Exercise: Only those lines running from the start of the listing below through the line that holds "the managed WebSocket" are to be written out, exactly and in full.

[Start of Attachment]

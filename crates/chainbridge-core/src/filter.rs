//! Per-subscription wire encoding (`Filter`) and decoding (`Parser`).

use bytes::Bytes;

use crate::error::{FilterError, TransportError};
use crate::types::Event;

/// Serializes "what to subscribe to" into the payload the target chain
/// expects.
///
/// Transports may call `serialize` more than once: the managed WebSocket
/// transport re-sends it after every reconnect and the polling transport
/// on every tick, so filters with moving state (e.g. a block cursor)
/// reflect it here.
pub trait Filter: Send + Sync + 'static {
    fn serialize(&self) -> Result<Bytes, FilterError>;
}

/// Decodes raw inbound messages into generic events.
pub trait Parser: Send + Sync + 'static {
    /// `None` means the message is not an event for this subscription and
    /// must be discarded. `Some` may hold zero, one or many events.
    fn parse_response(&self, raw: &[u8]) -> Option<Vec<Event>>;

    /// Validate the subscription confirmation. An error is a protocol
    /// failure and makes the transport reconnect.
    fn confirm(&self, _raw: &[u8]) -> Result<(), TransportError> {
        Ok(())
    }
}
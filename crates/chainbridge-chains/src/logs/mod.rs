//! EVM-family log subscriptions (`<prefix>_subscribe("logs")` over
//! WebSocket, `<prefix>_getLogs` polling over RPC).

pub mod cursor;
pub mod dialect;
pub mod filter;
pub mod manager;
pub mod parser;

pub use cursor::LogCursor;
pub use dialect::{AddressFormat, LogDialect};
pub use filter::LogFilter;
pub use manager::LogsManager;
pub use parser::{LogEntry, LogParser};
//! SQLite subscription store.
//!
//! Persists records as JSON documents in a single `documents` table.
//!
//! # Usage
//! ```rust,no_run
//! use chainbridge_storage::sqlite::SqliteStore;
//!
//! # async fn example() -> Result<(), Box<dyn std::error::Error>> {
//! // File-backed (persistent)
//! let store = SqliteStore::open("./bridge.db").await?;
//!
//! // In-memory (tests / ephemeral)
//! let store = SqliteStore::in_memory().await?;
//! # Ok(())
//! # }
//! ```

use std::time::Duration;

use async_trait::async_trait;
use sqlx::sqlite::SqlitePoolOptions;
use sqlx::{Row, SqlitePool};
use tracing::{debug, warn};

use chainbridge_core::error::StoreError;
use chainbridge_core::store::SubscriptionStore;
use chainbridge_core::types::{store_key, SubscriptionRecord, STORE_KEY_PREFIX};

pub struct SqliteStore {
    pool: SqlitePool,
}

fn backend(e: sqlx::Error) -> StoreError {
    StoreError::Backend(e.to_string())
}

impl SqliteStore {
    /// Open (or create) a SQLite database at `path`.
    ///
    /// The path may be a plain file path (`"./bridge.db"`) or a full
    /// SQLite URL (`"sqlite:./bridge.db?mode=rwc"`).
    pub async fn open(path: &str) -> Result<Self, StoreError> {
        let url = if path.starts_with("sqlite:") {
            path.to_string()
        } else {
            format!("sqlite:{path}?mode=rwc")
        };
        let pool = SqlitePool::connect(&url).await.map_err(backend)?;

        let store = Self { pool };
        store.init_schema().await?;
        Ok(store)
    }

    /// Open an in-memory SQLite database. Data is lost when the store is
    /// dropped.
    pub async fn in_memory() -> Result<Self, StoreError> {
        // Every connection to `:memory:` is its own database, so keep one.
        let pool = SqlitePoolOptions::new()
            .max_connections(1)
            .idle_timeout(None::<Duration>)
            .max_lifetime(None::<Duration>)
            .connect("sqlite::memory:")
            .await
            .map_err(backend)?;

        let store = Self { pool };
        store.init_schema().await?;
        Ok(store)
    }

    async fn init_schema(&self) -> Result<(), StoreError> {
        sqlx::query(
            "CREATE TABLE IF NOT EXISTS documents (
                key        TEXT    PRIMARY KEY,
                body       TEXT    NOT NULL,
                updated_at INTEGER NOT NULL
            );",
        )
        .execute(&self.pool)
        .await
        .map_err(backend)?;
        Ok(())
    }
}

#[async_trait]
impl SubscriptionStore for SqliteStore {
    async fn load_all(&self) -> Result<Vec<SubscriptionRecord>, StoreError> {
        let rows = sqlx::query("SELECT key, body FROM documents WHERE key LIKE ? ORDER BY key")
            .bind(format!("{STORE_KEY_PREFIX}%"))
            .fetch_all(&self.pool)
            .await
            .map_err(backend)?;

        let records = rows
            .iter()
            .filter_map(|row| {
                let key: String = row.get("key");
                let body: String = row.get("body");
                match serde_json::from_str(&body) {
                    Ok(record) => Some(record),
                    Err(e) => {
                        warn!(key = %key, error = %e, "skipping undecodable subscription document");
                        None
                    }
                }
            })
            .collect();
        Ok(records)
    }

    async fn save(&self, record: &SubscriptionRecord) -> Result<(), StoreError> {
        let body = serde_json::to_string(record)?;
        sqlx::query(
            "INSERT INTO documents (key, body, updated_at) VALUES (?, ?, ?)
             ON CONFLICT(key) DO UPDATE SET body = excluded.body, updated_at = excluded.updated_at",
        )
        .bind(record.store_key())
        .bind(&body)
        .bind(chrono::Utc::now().timestamp())
        .execute(&self.pool)
        .await
        .map_err(backend)?;

        debug!(subscription = %record.id, "subscription saved");
        Ok(())
    }

    async fn delete(&self, id: &str) -> Result<(), StoreError> {
        sqlx::query("DELETE FROM documents WHERE key = ?")
            .bind(store_key(id))
            .execute(&self.pool)
            .await
            .map_err(backend)?;
        Ok(())
    }

    async fn load(&self, id: &str) -> Result<Option<SubscriptionRecord>, StoreError> {
        let row = sqlx::query("SELECT body FROM documents WHERE key = ?")
            .bind(store_key(id))
            .fetch_optional(&self.pool)
            .await
            .map_err(backend)?;

        row.map(|r| {
            let body: String = r.get("body");
            serde_json::from_str(&body).map_err(StoreError::from)
        })
        .transpose()
    }
}
use async_trait::async_trait;
use bytes::Bytes;

use crate::error::TriggerError;

/// Starts one run of a remote job per call.
///
/// Implementations make exactly one attempt; retrying is the caller's
/// decision.
#[async_trait]
pub trait JobTrigger: Send + Sync + 'static {
    async fn trigger_job(&self, job_reference: &str, payload: Bytes) -> Result<(), TriggerError>;
}
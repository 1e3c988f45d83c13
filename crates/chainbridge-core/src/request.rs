//! JSON-RPC 2.0 wire types.

use serde::{Deserialize, Serialize};
use serde_json::Value;

/// JSON-RPC request ID: string or number.
#[derive(Debug, Clone, PartialEq, Serialize, Deserialize)]
#[serde(untagged)]
pub enum RpcId {
    Number(u64),
    String(String),
}

impl std::fmt::Display for RpcId {
    fn fmt(&self, f: &mut std::fmt::Formatter<'_>) -> std::fmt::Result {
        match self {
            Self::Number(n) => write!(f, "{n}"),
            Self::String(s) => write!(f, "{s}"),
        }
    }
}

/// A JSON-RPC 2.0 request.
#[derive(Debug, Clone, Serialize, Deserialize)]
pub struct JsonRpcRequest {
    pub jsonrpc: String,
    pub id: RpcId,
    pub method: String,
    pub params: Vec<Value>,
}

impl JsonRpcRequest {
    /// Create a new JSON-RPC 2.0 request.
    pub fn new(id: u64, method: impl Into<String>, params: Vec<Value>) -> Self {
        Self {
            jsonrpc: "2.0".into(),
            id: RpcId::Number(id),
            method: method.into(),
            params,
        }
    }
}

/// A JSON-RPC 2.0 error object.
#[derive(Debug, Clone, Serialize, Deserialize)]
pub struct JsonRpcError {
    pub code: i64,
    pub message: String,
    #[serde(skip_serializing_if = "Option::is_none")]
    pub data: Option<Value>,
}

impl std::fmt::Display for JsonRpcError {
    fn fmt(&self, f: &mut std::fmt::Formatter<'_>) -> std::fmt::Result {
        write!(f, "JSON-RPC error {}: {}", self.code, self.message)
    }
}

/// Any inbound JSON-RPC frame: a response (`id` + `result`/`error`) or a
/// server notification (`method` + `params`, no `id`).
#[derive(Debug, Clone, Default, Deserialize)]
pub struct JsonRpcMessage {
    #[serde(default)]
    pub jsonrpc: Option<String>,
    #[serde(default)]
    pub id: Option<RpcId>,
    #[serde(default)]
    pub method: Option<String>,
    #[serde(default)]
    pub params: Option<Value>,
    #[serde(default)]
    pub result: Option<Value>,
    #[serde(default)]
    pub error: Option<JsonRpcError>,
}

impl JsonRpcMessage {
    pub fn is_notification(&self) -> bool {
        self.method.is_some() && self.id.is_none()
    }

    /// `params.result` of a subscription notification.
    pub fn notification_result(&self) -> Option<&Value> {
        if !self.is_notification() {
            return None;
        }
        self.params.as_ref()?.get("result")
    }

    /// Unwrap the result value or return the error object.
    pub fn into_result(self) -> Result<Value, JsonRpcError> {
        if let Some(err) = self.error {
            Err(err)
        } else {
            Ok(self.result.unwrap_or(Value::Null))
        }
    }
}
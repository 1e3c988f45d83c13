//! `tracing` subscriber setup.

use chainbridge_service::LogConfig;
use tracing_subscriber::{fmt, layer::SubscriberExt, util::SubscriberInitExt, EnvFilter};

/// Install the global subscriber described by `config`. Call once, before
/// anything logs.
///
/// Falls back to `RUST_LOG` only when the configured directives do not
/// parse, and to `info` when neither does.
pub fn init_tracing(config: &LogConfig) {
    let filter = EnvFilter::try_new(config.directives())
        .or_else(|_| EnvFilter::try_from_default_env())
        .unwrap_or_else(|_| EnvFilter::new("info"));

    let registry = tracing_subscriber::registry().with(filter);
    if config.json {
        registry.with(fmt::layer().json()).init();
    } else {
        registry.with(fmt::layer()).init();
    }
}
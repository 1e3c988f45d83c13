//! chainbridge-storage — subscription record stores.
//!
//! Backends:
//! - [`memory`] — in-memory (dev/testing, no persistence)
//! - [`sqlite`] — SQLite via `sqlx` (single-file persistence, feature `sqlite`)
//!
//! Both keep each record as a JSON document under
//! `subscription-<id>`.

pub mod memory;

#[cfg(feature = "sqlite")]
pub mod sqlite;

pub use memory::InMemoryStore;

#[cfg(feature = "sqlite")]
pub use sqlite::SqliteStore;
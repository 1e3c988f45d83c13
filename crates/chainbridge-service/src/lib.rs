//! chainbridge-service — runs ChainBridge.
//!
//! A [`Bridge`] owns one [`Supervisor`] (subscription lifecycle), one
//! [`Dispatcher`] (event → job run) and, optionally, a store
//! [`Reconciler`]. Every subscription writes into a single bounded event
//! channel that the dispatcher drains.
//!
//! # Quick start
//! ```rust,no_run
//! use chainbridge_service::{Bridge, BridgeConfig};
//!
//! # async fn example() -> Result<(), Box<dyn std::error::Error>> {
//! let config = BridgeConfig::load("bridge.yaml")?;
//! let bridge = Bridge::from_config(&config).await?;
//! let report = bridge.boot().await?;
//! println!("{} running, {} failed", report.started.len(), report.failed.len());
//! bridge.shutdown().await;
//! # Ok(())
//! # }
//! ```

pub mod config;
pub mod dispatcher;
pub mod reconciler;
pub mod supervisor;

pub use config::{BridgeConfig, DispatchConfig, LogConfig, StorageBackend, StorageConfig};
pub use dispatcher::{DispatchMetrics, Dispatcher, DispatcherHandle, MetricsSnapshot};
pub use reconciler::{ReconcileReport, Reconciler};
pub use supervisor::{BootReport, SubscriptionState, SubscriptionStatus, Supervisor};

use std::sync::Arc;
use std::time::Duration;

use tokio::sync::mpsc;
use tokio::task::JoinHandle;
use tokio_util::sync::CancellationToken;
use tracing::{info, warn};

use chainbridge_chains::{ChainRegistry, DefaultTransports};
use chainbridge_core::error::{BridgeError, ConfigError};
use chainbridge_core::store::SubscriptionStore;
use chainbridge_core::trigger::JobTrigger;
use chainbridge_http::JobTriggerClient;
use chainbridge_storage::{InMemoryStore, SqliteStore};

/// Build the store selected by `config`.
pub async fn open_store(config: &StorageConfig) -> Result<Arc<dyn SubscriptionStore>, BridgeError> {
    match config.backend {
        StorageBackend::Memory => Ok(Arc::new(InMemoryStore::new())),
        StorageBackend::Sqlite => {
            let path = config
                .path
                .as_deref()
                .ok_or_else(|| ConfigError::Invalid("storage.path is required for sqlite".into()))?;
            Ok(Arc::new(SqliteStore::open(path).await?))
        }
    }
}

pub struct Bridge {
    supervisor: Arc<Supervisor>,
    dispatcher: DispatcherHandle,
    reconciler: Option<(CancellationToken, JoinHandle<()>)>,
}

impl Bridge {
    /// Wire a bridge from explicit parts and start its dispatcher.
    pub fn new(
        registry: Arc<ChainRegistry>,
        store: Arc<dyn SubscriptionStore>,
        trigger: Arc<dyn JobTrigger>,
        dispatch: &DispatchConfig,
    ) -> Self {
        let (sink, events) = mpsc::channel(dispatch.channel_capacity.max(1));
        let dispatcher = Dispatcher::new(trigger, dispatch).spawn(events);
        let supervisor = Arc::new(Supervisor::new(registry, store, sink));
        Self { supervisor, dispatcher, reconciler: None }
    }

    /// Build the store, job trigger client and chain registry described by
    /// `config`, and seed the store with the configured subscriptions.
    pub async fn from_config(config: &BridgeConfig) -> Result<Self, BridgeError> {
        config.validate()?;
        let store = open_store(&config.storage).await?;
        for record in &config.subscriptions {
            store.save(record).await?;
        }

        let trigger = Arc::new(JobTriggerClient::new(&config.trigger_config())?);
        let transports = Arc::new(DefaultTransports::new(config.ws_config(), config.rpc_config()));
        let registry = Arc::new(ChainRegistry::with_log_chains(transports));

        let mut bridge = Self::new(registry, store, trigger, &config.dispatch);
        if let Some(secs) = config.reconcile_interval_secs {
            bridge = bridge.with_reconciler(Duration::from_secs(secs));
        }
        Ok(bridge)
    }

    /// Run a store reconciler every `interval`.
    pub fn with_reconciler(mut self, interval: Duration) -> Self {
        let cancel = CancellationToken::new();
        let task = Reconciler::new(self.supervisor.clone(), interval).spawn(cancel.clone());
        self.reconciler = Some((cancel, task));
        self
    }

    pub fn supervisor(&self) -> &Arc<Supervisor> {
        &self.supervisor
    }

    pub fn metrics(&self) -> MetricsSnapshot {
        self.dispatcher.metrics()
    }

    /// Start every persisted subscription.
    pub async fn boot(&self) -> Result<BootReport, BridgeError> {
        self.supervisor.start_all().await
    }

    /// Stop the reconciler, then every subscription, then the dispatcher.
    /// Returns the final dispatch counters.
    pub async fn shutdown(self) -> MetricsSnapshot {
        if let Some((cancel, task)) = self.reconciler {
            cancel.cancel();
            if let Err(e) = task.await {
                warn!(error = %e, "reconciler task ended abnormally");
            }
        }
        self.supervisor.shutdown().await;
        let metrics = self.dispatcher.shutdown().await;
        info!("bridge stopped");
        metrics
    }
}
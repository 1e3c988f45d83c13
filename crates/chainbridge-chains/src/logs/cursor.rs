use std::sync::atomic::{AtomicU64, Ordering};

const UNSET: u64 = u64::MAX;

/// Lower bound of the next `getLogs` poll, shared by a filter and its
/// parser. Starts at the dialect's latest tag and only moves forward.
#[derive(Debug)]
pub struct LogCursor {
    next: AtomicU64,
}

impl Default for LogCursor {
    fn default() -> Self {
        Self { next: AtomicU64::new(UNSET) }
    }
}

impl LogCursor {
    pub fn new() -> Self {
        Self::default()
    }

    /// The next block to ask for, if one has been observed.
    pub fn next_block(&self) -> Option<u64> {
        match self.next.load(Ordering::Acquire) {
            UNSET => None,
            n => Some(n),
        }
    }

    /// `from` value for the next request: hex block number or `latest_tag`.
    pub fn from_value(&self, latest_tag: &str) -> String {
        match self.next_block() {
            Some(n) => format!("0x{n:x}"),
            None => latest_tag.to_string(),
        }
    }

    /// Record that logs up to `seen` were delivered.
    pub fn advance(&self, seen: u64) {
        let next = seen.saturating_add(1);
        let _ = self
            .next
            .fetch_update(Ordering::AcqRel, Ordering::Acquire, |cur| {
                (cur == UNSET || next > cur).then_some(next)
            });
    }
}
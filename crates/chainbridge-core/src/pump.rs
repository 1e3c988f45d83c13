//! The event pump: one task per subscription that turns a transport's
//! inbound stream into tagged events on the dispatcher's channel.

use std::sync::Arc;

use tokio_util::sync::CancellationToken;

use crate::filter::Parser;
use crate::transport::{Inbound, InboundStream, Transport};
use crate::types::{EventSink, JobEvent};

/// Whether the first message after each subscribe is a confirmation.
#[derive(Debug, Clone, Copy, PartialEq, Eq)]
pub enum Confirmation {
    /// Consume and validate the first message after every `Subscribed`.
    Expect,
    /// Every message is event traffic.
    PreConfirmed,
}

pub struct EventPump {
    pub subscription_id: String,
    pub job_reference: String,
    pub transport: Arc<dyn Transport>,
    pub parser: Arc<dyn Parser>,
    pub confirmation: Confirmation,
    pub sink: EventSink,
    pub cancel: CancellationToken,
}

impl EventPump {
    /// Run until cancelled, the inbound stream ends, or the sink closes.
    pub async fn run(self, mut inbound: InboundStream) {
        let mut awaiting_confirmation = false;
        let mut generation = 0;

        loop {
            let item = tokio::select! {
                biased;
                _ = self.cancel.cancelled() => break,
                item = inbound.recv() => item,
            };
            let Some(item) = item else {
                tracing::debug!(subscription = %self.subscription_id, "inbound stream ended");
                break;
            };

            let raw = match item {
                Inbound::Subscribed { generation: current } => {
                    generation = current;
                    awaiting_confirmation = self.confirmation == Confirmation::Expect;
                    continue;
                }
                Inbound::Message(raw) => raw,
            };

            if awaiting_confirmation {
                awaiting_confirmation = false;
                match self.parser.confirm(&raw) {
                    Ok(()) => tracing::debug!(
                        subscription = %self.subscription_id,
                        "subscription confirmed"
                    ),
                    Err(e) => {
                        tracing::warn!(
                            subscription = %self.subscription_id,
                            url = %self.transport.url(),
                            generation,
                            error = %e,
                            "bad subscription confirmation, reconnecting"
                        );
                        self.transport.reconnect(generation).await;
                    }
                }
                continue;
            }

            let Some(events) = self.parser.parse_response(&raw) else {
                tracing::trace!(subscription = %self.subscription_id, "unmatched message dropped");
                continue;
            };

            for event in events {
                let tagged = JobEvent {
                    subscription_id: self.subscription_id.clone(),
                    job_reference: self.job_reference.clone(),
                    event,
                    origin: self.cancel.clone(),
                };
                tokio::select! {
                    biased;
                    _ = self.cancel.cancelled() => return,
                    sent = self.sink.send(tagged) => {
                        if sent.is_err() {
                            tracing::warn!(subscription = %self.subscription_id, "event sink closed");
                            return;
                        }
                    }
                }
            }
        }
    }
}
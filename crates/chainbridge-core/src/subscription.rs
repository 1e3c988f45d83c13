//! Running subscriptions and the handle the supervisor stops them through.

use std::sync::Arc;

use async_trait::async_trait;
use tokio::sync::Mutex;
use tokio::task::JoinHandle;
use tokio_util::sync::CancellationToken;

use crate::error::TransportError;
use crate::filter::{Filter, Parser};
use crate::pump::{Confirmation, EventPump};
use crate::transport::Transport;
use crate::types::{EventSink, SubscriptionRecord};

/// What a chain manager receives from the supervisor when starting a
/// record: where to deliver events and the subscription's stop signal.
#[derive(Clone)]
pub struct StartContext {
    pub sink: EventSink,
    pub cancel: CancellationToken,
}

/// Stop capability of a live subscription.
#[async_trait]
pub trait SubscriptionHandle: Send + Sync {
    /// Stop reading and release the transport. Idempotent; once it
    /// returns no further events are emitted.
    async fn stop(&self);
}

/// One transport, one pump task and the token that stops both.
pub struct ActiveSubscription {
    id: String,
    transport: Arc<dyn Transport>,
    cancel: CancellationToken,
    pump: Mutex<Option<JoinHandle<()>>>,
}

impl ActiveSubscription {
    /// Subscribe `filter` on `transport` and spawn the pump that forwards
    /// parsed events into `ctx.sink`.
    ///
    /// On a failed subscribe the transport is released before returning.
    pub async fn spawn(
        record: &SubscriptionRecord,
        transport: Arc<dyn Transport>,
        filter: Arc<dyn Filter>,
        parser: Arc<dyn Parser>,
        confirmation: Confirmation,
        ctx: StartContext,
    ) -> Result<Self, TransportError> {
        let inbound = match transport.subscribe(filter).await {
            Ok(inbound) => inbound,
            Err(e) => {
                transport.unsubscribe().await;
                return Err(e);
            }
        };

        let pump = EventPump {
            subscription_id: record.id.clone(),
            job_reference: record.job_reference.clone(),
            transport: transport.clone(),
            parser,
            confirmation,
            sink: ctx.sink,
            cancel: ctx.cancel.clone(),
        };
        let handle = tokio::spawn(pump.run(inbound));

        tracing::info!(
            subscription = %record.id,
            url = %transport.url(),
            transport = %transport.kind(),
            "subscription started"
        );

        Ok(Self {
            id: record.id.clone(),
            transport,
            cancel: ctx.cancel,
            pump: Mutex::new(Some(handle)),
        })
    }
}

#[async_trait]
impl SubscriptionHandle for ActiveSubscription {
    async fn stop(&self) {
        self.cancel.cancel();
        // Held across the join so a concurrent stop returns only after the
        // pump has exited.
        let mut pump = self.pump.lock().await;
        let Some(handle) = pump.take() else {
            return;
        };
        self.transport.unsubscribe().await;
        if let Err(e) = handle.await {
            tracing::warn!(subscription = %self.id, error = %e, "event pump ended abnormally");
        }
        tracing::info!(subscription = %self.id, "subscription stopped");
    }
}

#[cfg(test)]
mod tests {
    use std::sync::atomic::Ordering;
    use std::time::Duration;

    use bytes::Bytes;
    use tokio::sync::mpsc;

    use super::*;
    use crate::testing::{EchoParser, FakeTransport, StaticFilter};
    use crate::transport::Inbound;
    use crate::types::{Endpoint, Protocol};

    fn record() -> SubscriptionRecord {
        SubscriptionRecord {
            id: "sub-1".into(),
            job_reference: "job-1".into(),
            endpoint: Endpoint {
                url: "wss://node.example".into(),
                protocol: Protocol::WebSocket,
                chain: "ethereum".into(),
                refresh_interval_secs: 0,
            },
            addresses: vec![],
            topics: vec![],
        }
    }

    async fn start(
        transport: Arc<FakeTransport>,
    ) -> Result<(ActiveSubscription, mpsc::Receiver<crate::types::JobEvent>), TransportError> {
        let (sink, rx) = mpsc::channel(16);
        let ctx = StartContext { sink, cancel: CancellationToken::new() };
        let sub = ActiveSubscription::spawn(
            &record(),
            transport,
            Arc::new(StaticFilter),
            Arc::new(EchoParser),
            Confirmation::PreConfirmed,
            ctx,
        )
        .await?;
        Ok((sub, rx))
    }

    #[tokio::test]
    async fn events_are_tagged_with_job_reference() {
        let transport = Arc::new(FakeTransport::default());
        let (_sub, mut rx) = start(transport.clone()).await.unwrap();

        transport.push(Inbound::Message(Bytes::from("evt"))).await;
        let ev = tokio::time::timeout(Duration::from_secs(1), rx.recv())
            .await
            .unwrap()
            .unwrap();
        assert_eq!(ev.subscription_id, "sub-1");
        assert_eq!(ev.job_reference, "job-1");
        assert_eq!(ev.event.payload, Bytes::from("evt"));
    }

    #[tokio::test]
    async fn stop_twice_is_a_noop() {
        let transport = Arc::new(FakeTransport::default());
        let (sub, mut rx) = start(transport.clone()).await.unwrap();

        sub.stop().await;
        sub.stop().await;
        assert_eq!(transport.unsubscribes(), 1);

        transport.push(Inbound::Message(Bytes::from("late"))).await;
        assert!(rx.recv().await.is_none());
    }

    #[tokio::test]
    async fn concurrent_stops_both_complete() {
        let transport = Arc::new(FakeTransport::default());
        let (sub, _rx) = start(transport.clone()).await.unwrap();
        let sub = Arc::new(sub);

        let a = tokio::spawn({
            let sub = sub.clone();
            async move { sub.stop().await }
        });
        let b = tokio::spawn({
            let sub = sub.clone();
            async move { sub.stop().await }
        });
        a.await.unwrap();
        b.await.unwrap();
        assert_eq!(transport.unsubscribes(), 1);
    }

    #[tokio::test]
    async fn failed_subscribe_releases_transport() {
        let transport = Arc::new(FakeTransport::default());
        transport.fail_subscribe.store(true, Ordering::SeqCst);
        let err = start(transport.clone()).await.err().unwrap();
        assert!(matches!(err, TransportError::Connect { .. }));
        assert_eq!(transport.unsubscribes(), 1);
    }
}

[End of Attachment]

Expected output:
filename crates/chainbridge-core/src/filter.rs
//! Per-subscription wire encoding (`Filter`) and decoding (`Parser`).

use bytes::Bytes;

use crate::error::{FilterError, TransportError};
use crate::types::Event;

/// Serializes "what to subscribe to" into the payload the target chain
/// expects.
///
/// Transports may call `serialize` more than once: the managed WebSocket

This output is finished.